So. Here we are. Another Thanksgiving is nearing and we are, once again, dealing with the backlash of active addiction. Whether you see it coming,, whether it sneaks up like ninja in the night, active addiction is hard to understand, live with, and watch. It makes life depressing. And it makes it hard to appreciate the good things in life. The events occurring all over the world certainly put life into perspective. Instead of running a long narrative about how our family has been chasing JoDee, dragging her home, and watching her detox, again, I decided to focus on what I am thankful for this year. These are in no particular order of importance.
- My children. All 5 of the Brayden/Cortes kids. I’m am grateful for their personalities, their troubles, their successes and their relationship with us and each other. Fist fighting, swearing and name calling one minute, all huddled under a blanket watching scary movies the next is the best medicine and I would have it no other way.

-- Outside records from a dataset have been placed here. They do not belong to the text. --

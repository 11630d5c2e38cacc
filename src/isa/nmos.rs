//! The 151 documented NMOS 6502 encodings.

use crate::decoder::{Decoder, Op};
use crate::exec;
use crate::instructions::AddrMode::*;
use crate::instructions::{lookup_by_opcode, AddrMode, InstrDesc};

const fn d(opcode: u8, name: &'static str, op: Op, mode: AddrMode, micro: exec::MicroOp) -> InstrDesc {
    InstrDesc::new(opcode, name, op, mode, micro)
}

/// Ordered by opcode.
pub static TABLE: [InstrDesc; 151] = [
    d(0x00, "BRK", Op::Brk, Implied, exec::brk),
    d(0x01, "ORA_IND_X", Op::Ora, IndirectX, exec::ora),
    d(0x05, "ORA_ZP", Op::Ora, ZeroPage, exec::ora),
    d(0x06, "ASL_ZP", Op::Asl, ZeroPage, exec::asl),
    d(0x08, "PHP", Op::Php, Implied, exec::php),
    d(0x09, "ORA_IMM", Op::Ora, Immediate, exec::ora),
    d(0x0A, "ASL", Op::Asl, Implied, exec::asl),
    d(0x0D, "ORA_ABS", Op::Ora, Absolute, exec::ora),
    d(0x0E, "ASL_ABS", Op::Asl, Absolute, exec::asl),
    d(0x10, "BPL", Op::Bpl, Relative, exec::bpl),
    d(0x11, "ORA_IND_Y", Op::Ora, IndirectY, exec::ora),
    d(0x15, "ORA_ZP_X", Op::Ora, ZeroPageX, exec::ora),
    d(0x16, "ASL_ZP_X", Op::Asl, ZeroPageX, exec::asl),
    d(0x18, "CLC", Op::Clc, Implied, exec::clc),
    d(0x19, "ORA_ABS_Y", Op::Ora, AbsoluteY, exec::ora),
    d(0x1D, "ORA_ABS_X", Op::Ora, AbsoluteX, exec::ora),
    d(0x1E, "ASL_ABS_X", Op::Asl, AbsoluteX, exec::asl),
    d(0x20, "JSR_ABS", Op::Jsr, Absolute, exec::jsr),
    d(0x21, "AND_IND_X", Op::And, IndirectX, exec::and),
    d(0x24, "BIT_ZP", Op::Bit, ZeroPage, exec::bit),
    d(0x25, "AND_ZP", Op::And, ZeroPage, exec::and),
    d(0x26, "ROL_ZP", Op::Rol, ZeroPage, exec::rol),
    d(0x28, "PLP", Op::Plp, Implied, exec::plp),
    d(0x29, "AND_IMM", Op::And, Immediate, exec::and),
    d(0x2A, "ROL", Op::Rol, Implied, exec::rol),
    d(0x2C, "BIT_ABS", Op::Bit, Absolute, exec::bit),
    d(0x2D, "AND_ABS", Op::And, Absolute, exec::and),
    d(0x2E, "ROL_ABS", Op::Rol, Absolute, exec::rol),
    d(0x30, "BMI", Op::Bmi, Relative, exec::bmi),
    d(0x31, "AND_IND_Y", Op::And, IndirectY, exec::and),
    d(0x35, "AND_ZP_X", Op::And, ZeroPageX, exec::and),
    d(0x36, "ROL_ZP_X", Op::Rol, ZeroPageX, exec::rol),
    d(0x38, "SEC", Op::Sec, Implied, exec::sec),
    d(0x39, "AND_ABS_Y", Op::And, AbsoluteY, exec::and),
    d(0x3D, "AND_ABS_X", Op::And, AbsoluteX, exec::and),
    d(0x3E, "ROL_ABS_X", Op::Rol, AbsoluteX, exec::rol),
    d(0x40, "RTI", Op::Rti, Implied, exec::rti),
    d(0x41, "EOR_IND_X", Op::Eor, IndirectX, exec::eor),
    d(0x45, "EOR_ZP", Op::Eor, ZeroPage, exec::eor),
    d(0x46, "LSR_ZP", Op::Lsr, ZeroPage, exec::lsr),
    d(0x48, "PHA", Op::Pha, Implied, exec::pha),
    d(0x49, "EOR_IMM", Op::Eor, Immediate, exec::eor),
    d(0x4A, "LSR", Op::Lsr, Implied, exec::lsr),
    d(0x4C, "JMP_ABS", Op::Jmp, Absolute, exec::jmp),
    d(0x4D, "EOR_ABS", Op::Eor, Absolute, exec::eor),
    d(0x4E, "LSR_ABS", Op::Lsr, Absolute, exec::lsr),
    d(0x50, "BVC", Op::Bvc, Relative, exec::bvc),
    d(0x51, "EOR_IND_Y", Op::Eor, IndirectY, exec::eor),
    d(0x55, "EOR_ZP_X", Op::Eor, ZeroPageX, exec::eor),
    d(0x56, "LSR_ZP_X", Op::Lsr, ZeroPageX, exec::lsr),
    d(0x58, "CLI", Op::Cli, Implied, exec::cli),
    d(0x59, "EOR_ABS_Y", Op::Eor, AbsoluteY, exec::eor),
    d(0x5D, "EOR_ABS_X", Op::Eor, AbsoluteX, exec::eor),
    d(0x5E, "LSR_ABS_X", Op::Lsr, AbsoluteX, exec::lsr),
    d(0x60, "RTS", Op::Rts, Implied, exec::rts),
    d(0x61, "ADC_IND_X", Op::Adc, IndirectX, exec::adc),
    d(0x65, "ADC_ZP", Op::Adc, ZeroPage, exec::adc),
    d(0x66, "ROR_ZP", Op::Ror, ZeroPage, exec::ror),
    d(0x68, "PLA", Op::Pla, Implied, exec::pla),
    d(0x69, "ADC_IMM", Op::Adc, Immediate, exec::adc),
    d(0x6A, "ROR", Op::Ror, Implied, exec::ror),
    d(0x6C, "JMP_IND", Op::Jmp, Indirect, exec::jmp),
    d(0x6D, "ADC_ABS", Op::Adc, Absolute, exec::adc),
    d(0x6E, "ROR_ABS", Op::Ror, Absolute, exec::ror),
    d(0x70, "BVS", Op::Bvs, Relative, exec::bvs),
    d(0x71, "ADC_IND_Y", Op::Adc, IndirectY, exec::adc),
    d(0x75, "ADC_ZP_X", Op::Adc, ZeroPageX, exec::adc),
    d(0x76, "ROR_ZP_X", Op::Ror, ZeroPageX, exec::ror),
    d(0x78, "SEI", Op::Sei, Implied, exec::sei),
    d(0x79, "ADC_ABS_Y", Op::Adc, AbsoluteY, exec::adc),
    d(0x7D, "ADC_ABS_X", Op::Adc, AbsoluteX, exec::adc),
    d(0x7E, "ROR_ABS_X", Op::Ror, AbsoluteX, exec::ror),
    d(0x81, "STA_IND_X", Op::Sta, IndirectX, exec::sta),
    d(0x84, "STY_ZP", Op::Sty, ZeroPage, exec::sty),
    d(0x85, "STA_ZP", Op::Sta, ZeroPage, exec::sta),
    d(0x86, "STX_ZP", Op::Stx, ZeroPage, exec::stx),
    d(0x88, "DEY", Op::Dey, Implied, exec::dey),
    d(0x8A, "TXA", Op::Txa, Implied, exec::txa),
    d(0x8C, "STY_ABS", Op::Sty, Absolute, exec::sty),
    d(0x8D, "STA_ABS", Op::Sta, Absolute, exec::sta),
    d(0x8E, "STX_ABS", Op::Stx, Absolute, exec::stx),
    d(0x90, "BCC", Op::Bcc, Relative, exec::bcc),
    d(0x91, "STA_IND_Y", Op::Sta, IndirectY, exec::sta),
    d(0x94, "STY_ZP_X", Op::Sty, ZeroPageX, exec::sty),
    d(0x95, "STA_ZP_X", Op::Sta, ZeroPageX, exec::sta),
    d(0x96, "STX_ZP_Y", Op::Stx, ZeroPageY, exec::stx),
    d(0x98, "TYA", Op::Tya, Implied, exec::tya),
    d(0x99, "STA_ABS_Y", Op::Sta, AbsoluteY, exec::sta),
    d(0x9A, "TXS", Op::Txs, Implied, exec::txs),
    d(0x9D, "STA_ABS_X", Op::Sta, AbsoluteX, exec::sta),
    d(0xA0, "LDY_IMM", Op::Ldy, Immediate, exec::ldy),
    d(0xA1, "LDA_IND_X", Op::Lda, IndirectX, exec::lda),
    d(0xA2, "LDX_IMM", Op::Ldx, Immediate, exec::ldx),
    d(0xA4, "LDY_ZP", Op::Ldy, ZeroPage, exec::ldy),
    d(0xA5, "LDA_ZP", Op::Lda, ZeroPage, exec::lda),
    d(0xA6, "LDX_ZP", Op::Ldx, ZeroPage, exec::ldx),
    d(0xA8, "TAY", Op::Tay, Implied, exec::tay),
    d(0xA9, "LDA_IMM", Op::Lda, Immediate, exec::lda),
    d(0xAA, "TAX", Op::Tax, Implied, exec::tax),
    d(0xAC, "LDY_ABS", Op::Ldy, Absolute, exec::ldy),
    d(0xAD, "LDA_ABS", Op::Lda, Absolute, exec::lda),
    d(0xAE, "LDX_ABS", Op::Ldx, Absolute, exec::ldx),
    d(0xB0, "BCS", Op::Bcs, Relative, exec::bcs),
    d(0xB1, "LDA_IND_Y", Op::Lda, IndirectY, exec::lda),
    d(0xB4, "LDY_ZP_X", Op::Ldy, ZeroPageX, exec::ldy),
    d(0xB5, "LDA_ZP_X", Op::Lda, ZeroPageX, exec::lda),
    d(0xB6, "LDX_ZP_Y", Op::Ldx, ZeroPageY, exec::ldx),
    d(0xB8, "CLV", Op::Clv, Implied, exec::clv),
    d(0xB9, "LDA_ABS_Y", Op::Lda, AbsoluteY, exec::lda),
    d(0xBA, "TSX", Op::Tsx, Implied, exec::tsx),
    d(0xBC, "LDY_ABS_X", Op::Ldy, AbsoluteX, exec::ldy),
    d(0xBD, "LDA_ABS_X", Op::Lda, AbsoluteX, exec::lda),
    d(0xBE, "LDX_ABS_Y", Op::Ldx, AbsoluteY, exec::ldx),
    d(0xC0, "CPY_IMM", Op::Cpy, Immediate, exec::cpy),
    d(0xC1, "CMP_IND_X", Op::Cmp, IndirectX, exec::cmp),
    d(0xC4, "CPY_ZP", Op::Cpy, ZeroPage, exec::cpy),
    d(0xC5, "CMP_ZP", Op::Cmp, ZeroPage, exec::cmp),
    d(0xC6, "DEC_ZP", Op::Dec, ZeroPage, exec::dec),
    d(0xC8, "INY", Op::Iny, Implied, exec::iny),
    d(0xC9, "CMP_IMM", Op::Cmp, Immediate, exec::cmp),
    d(0xCA, "DEX", Op::Dex, Implied, exec::dex),
    d(0xCC, "CPY_ABS", Op::Cpy, Absolute, exec::cpy),
    d(0xCD, "CMP_ABS", Op::Cmp, Absolute, exec::cmp),
    d(0xCE, "DEC_ABS", Op::Dec, Absolute, exec::dec),
    d(0xD0, "BNE", Op::Bne, Relative, exec::bne),
    d(0xD1, "CMP_IND_Y", Op::Cmp, IndirectY, exec::cmp),
    d(0xD5, "CMP_ZP_X", Op::Cmp, ZeroPageX, exec::cmp),
    d(0xD6, "DEC_ZP_X", Op::Dec, ZeroPageX, exec::dec),
    d(0xD8, "CLD", Op::Cld, Implied, exec::cld),
    d(0xD9, "CMP_ABS_Y", Op::Cmp, AbsoluteY, exec::cmp),
    d(0xDD, "CMP_ABS_X", Op::Cmp, AbsoluteX, exec::cmp),
    d(0xDE, "DEC_ABS_X", Op::Dec, AbsoluteX, exec::dec),
    d(0xE0, "CPX_IMM", Op::Cpx, Immediate, exec::cpx),
    d(0xE1, "SBC_IND_X", Op::Sbc, IndirectX, exec::sbc),
    d(0xE4, "CPX_ZP", Op::Cpx, ZeroPage, exec::cpx),
    d(0xE5, "SBC_ZP", Op::Sbc, ZeroPage, exec::sbc),
    d(0xE6, "INC_ZP", Op::Inc, ZeroPage, exec::inc),
    d(0xE8, "INX", Op::Inx, Implied, exec::inx),
    d(0xE9, "SBC_IMM", Op::Sbc, Immediate, exec::sbc),
    d(0xEA, "NOP", Op::Nop, Implied, exec::nop),
    d(0xEC, "CPX_ABS", Op::Cpx, Absolute, exec::cpx),
    d(0xED, "SBC_ABS", Op::Sbc, Absolute, exec::sbc),
    d(0xEE, "INC_ABS", Op::Inc, Absolute, exec::inc),
    d(0xF0, "BEQ", Op::Beq, Relative, exec::beq),
    d(0xF1, "SBC_IND_Y", Op::Sbc, IndirectY, exec::sbc),
    d(0xF5, "SBC_ZP_X", Op::Sbc, ZeroPageX, exec::sbc),
    d(0xF6, "INC_ZP_X", Op::Inc, ZeroPageX, exec::inc),
    d(0xF8, "SED", Op::Sed, Implied, exec::sed),
    d(0xF9, "SBC_ABS_Y", Op::Sbc, AbsoluteY, exec::sbc),
    d(0xFD, "SBC_ABS_X", Op::Sbc, AbsoluteX, exec::sbc),
    d(0xFE, "INC_ABS_X", Op::Inc, AbsoluteX, exec::inc),
];

/// Decodes documented NMOS opcodes; everything else is illegal.
#[derive(Debug, Default, Clone, Copy)]
pub struct NmosDecoder;

impl Decoder for NmosDecoder {
    fn decode(&self, opcode: u8) -> Option<&'static InstrDesc> {
        lookup_by_opcode(opcode)
    }
}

- My compadre. My spouse. My husband. Ours is a unique story that isn’t really all that interesting but we certainly do a good job of keeping everyone entertained. From grammatical errors on his part that make me die laughing, (ex: I got here first than you) to fights that end up with one of us (I will let you guess which) picking their previously clean close out of the freshly used kitty liter box. It’s a roller coaster I never want to get off.
- The middle finger emoji on the new IOS9 update. I can’t even stand it. I use it frequently and with the giddy delight of a pre-teen giving someone the actual finger.
- That I was able to hold back and not say what I wanted to say to the young woman at Dunks by my work. Never looking up from her phone, she ordered her large ice coffee with 5 creams and 7 sugars, walked out of the store to get into her car, which was parked in the only handicapped parking space without a handicapped plate or placard hanging from the rearview mirror. Believe me, I understand invisible disabilities (hello MS?) but that was not the case. I watched her drive out of the spot and out of the parking lot, with her phone still in her face. I don’t believe she looked up from her phone long enough to notice the handicapped sign. In case she knows who she is (off 128 in Stoneham) shame on you. Anyway, I was going to say something else that ended in you but I refrained so, ya, I’m thankful for that.
- That Jay J was able to enjoy and experience a wonderful trip backpacking Europe. And that he was home safe and sound before last week’s events occurred.
- Ex’s. Mine and his. We have a strange network. We have very unusual circumstances in both of our families and our children. I am thankful that we are all in a place that when we need to AC and I and OC/SC mom can all band together to support the girls. And when my three (though let’s be honest, we really mean JoDee) needs it, AC and I and Ex Numero Uno and his wife can come together to support each other and the kids. We have all come a long way and grown as adults and families. #Weirdbutworks
- Friends. Mine, of course, but in this particular instance JoDee’s. I’m not always sure that JoDee realizes how nasty she is when she is caught up. I don’t know that if we told her she would truly believe that it was as bad as we say. And she isolates and finds herself shutting off and shutting up all the people that care about her. As her family, we sort of have to take it on a different level than others. I am thankful for her strong network of people that care for her and help and welcome her when she comes back.
- Chopped and The Big Bang Theory. The two things I can watch hours of without remembering how life is shitty, in that particular moment. Thank you Food Network and Major Network Channel that I can’t remember at the moment. #Theydomeasolid
- I can wear jeans to work on Fridays. No further explanation is necessary, I’m sure.
- Please. You all know what is coming next….. come on. Baby Kitty and Mommy Blu (that I shouldn’t call Mommy because Blu is a boy and my kids all make fun of me when I call him in a high pitched voice “mommy Blu, come see me Mommy Blu”) My two fav’s. The only two that rarely get in trouble. Even when I hear them rummaging in something in the middle of the night so I get out of bed to go look and they have opened the cabinet with the cat food and are both ass-in-the-air, heads-deep-in-the-bag having a midnight snack. Even when Blu brings me baby mice that he lovingly leaves at my feet. And they are dead. Most of the time. Even when Diego decides the best place to sleep is on top of the book I am reading. Even then… I am so thankful for them.It goes without saying g(then why am I saying it?) that I am thankful every day, not just at thanksgiving, for our family, our health, our wealth (even the lack there of) and our lives. Addiction has made me all too aware of how bad things can be. I’m glad that we had only 2 relapse so far this year, that is half as many as last year. I am glad that I have seen she can do it, she managed 7, almost 8 months, of clean time. It’s encouraging that she realizes how toxic a situation she was in, and that she needs to change her behavior.